Anyway, Edwards announced his candidacy for prez this week in New Orleans. The Washington Post's Dan Balz got an interview the next day and wrote a more comprehensive news analysis
on it that's worth checking out as an overview.Joe Klein noted
that the Des Moines Register found a poll a couple months ago (this was before Obamahype) that showed Edwards as the dominant front-runner in Iowa, for what it's worth.
So where does Edwards fit in to the field position-wise? ontheissues.org
gives a run-down of all his positions, though it can be a bit hard to wade through.
Back in 2004, Stephen Zunes demonstrated that Edwards is nothing less than a foreign policy hawk
. Most notably, he cites a September 2002 op-ed Edwards wrote for the Post which fully supported Bush's case for invading Iraq.
For what it's worth, Edwards has now said that his vote for troop authorization that fall was a mistake (a concession Hillary Clinton has not made, of course). And in his announcement in New Orleans, Edwards said 40,000-50,000 troops should be pulled out of Iraq.
Let's also not forget that Obama, though an early and bold critic of the Iraq war, can be a hawk too: he told the Chicago Tribune
in September 2004 that the United States one day might have to launch surgical missile strikes into Iran and Pakistan to keep extremists from getting control of nuclear bombs.
Still, reading Zunes' piece makes me feel queasy about Edwards.
On the economic side, there is some better news. Edwards' anti-poverty efforts get a generally positive review from John Atlas and Peter Dreier.

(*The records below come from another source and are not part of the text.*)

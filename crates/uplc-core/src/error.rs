//! Error types for the term model, binder conversion and Plutus Data codecs

use thiserror::Error;

/// Result type for core operations
pub type CoreResult<T> = Result<T, CoreError>;

/// Errors raised while converting terms or decoding Plutus Data
#[derive(Debug, Error)]
pub enum CoreError {
    /// A variable's Unique is not bound by any enclosing lambda
    #[error("free variable '{text}' (unique {unique})")]
    FreeUnique { text: String, unique: u64 },

    /// A de Bruijn index points past the enclosing binders
    #[error("free de Bruijn index {index} under {depth} binders")]
    FreeIndex { index: usize, depth: usize },

    /// Nesting exceeded the configured limit
    #[error("nesting depth limit {limit} exceeded")]
    DepthLimit { limit: usize },

    /// A constant value disagrees with its declared type
    #[error("constant of type {found} does not match declared type {expected}")]
    TypeMismatch { expected: String, found: String },

    /// Input ended inside a CBOR item
    #[error("truncated CBOR: needed {needed} bytes at offset {offset}, input has {size}")]
    Truncated {
        offset: usize,
        needed: usize,
        size: usize,
    },

    /// A CBOR item of the wrong major type
    #[error("expected {expected} at offset {offset}, found CBOR major type {major}")]
    UnexpectedMajor {
        expected: &'static str,
        major: u8,
        offset: usize,
    },

    /// A CBOR tag that does not belong to the Plutus Data encoding
    #[error("unsupported CBOR tag {tag} at offset {offset}")]
    UnexpectedTag { tag: u64, offset: usize },

    /// Structurally invalid CBOR
    #[error("malformed CBOR at offset {offset}: {reason}")]
    MalformedCbor { offset: usize, reason: String },

    /// Bytes left over after a complete top-level item
    #[error("{remaining} trailing bytes after CBOR item ending at offset {offset}")]
    TrailingBytes { offset: usize, remaining: usize },

    /// Invalid hexadecimal input
    #[error("invalid hex: {0}")]
    Hex(#[from] hex::FromHexError),

    /// JSON syntax error
    #[error("JSON error: {0}")]
    Json(#[from] serde_json::Error),

    /// A configuration value outside its supported range
    #[error("invalid codec configuration: {0}")]
    InvalidConfig(String),

    /// JSON that is well-formed but not in the detailed schema
    #[error("invalid Plutus Data JSON: {0}")]
    InvalidJson(String),
}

The whole personal injury lawyer thing is, to me, a great positive. Sure, he did the job for the money, but the trial lawyers are people who help keep our un-regulated country at least somewhat sane. The media will sometimes criticize him for it, but it's unclear to me that in 2004 the public really had much of a problem with his job history. We'll see.
Also on the economic front, he's a big protectionist. The media hate this -- see Norman Solomon's review of the anti-Edwards press in 2004. But no matter how many times the top papers editorialize for free trade and against protectionism, voters will vote how they need to -- and in many cases, that means they will agree with Edwards on this issue.
One thing to look out for in the campaign that's coming up: how each of the top candidates responds to Bush's soon-to-be-announced plan on Iraq.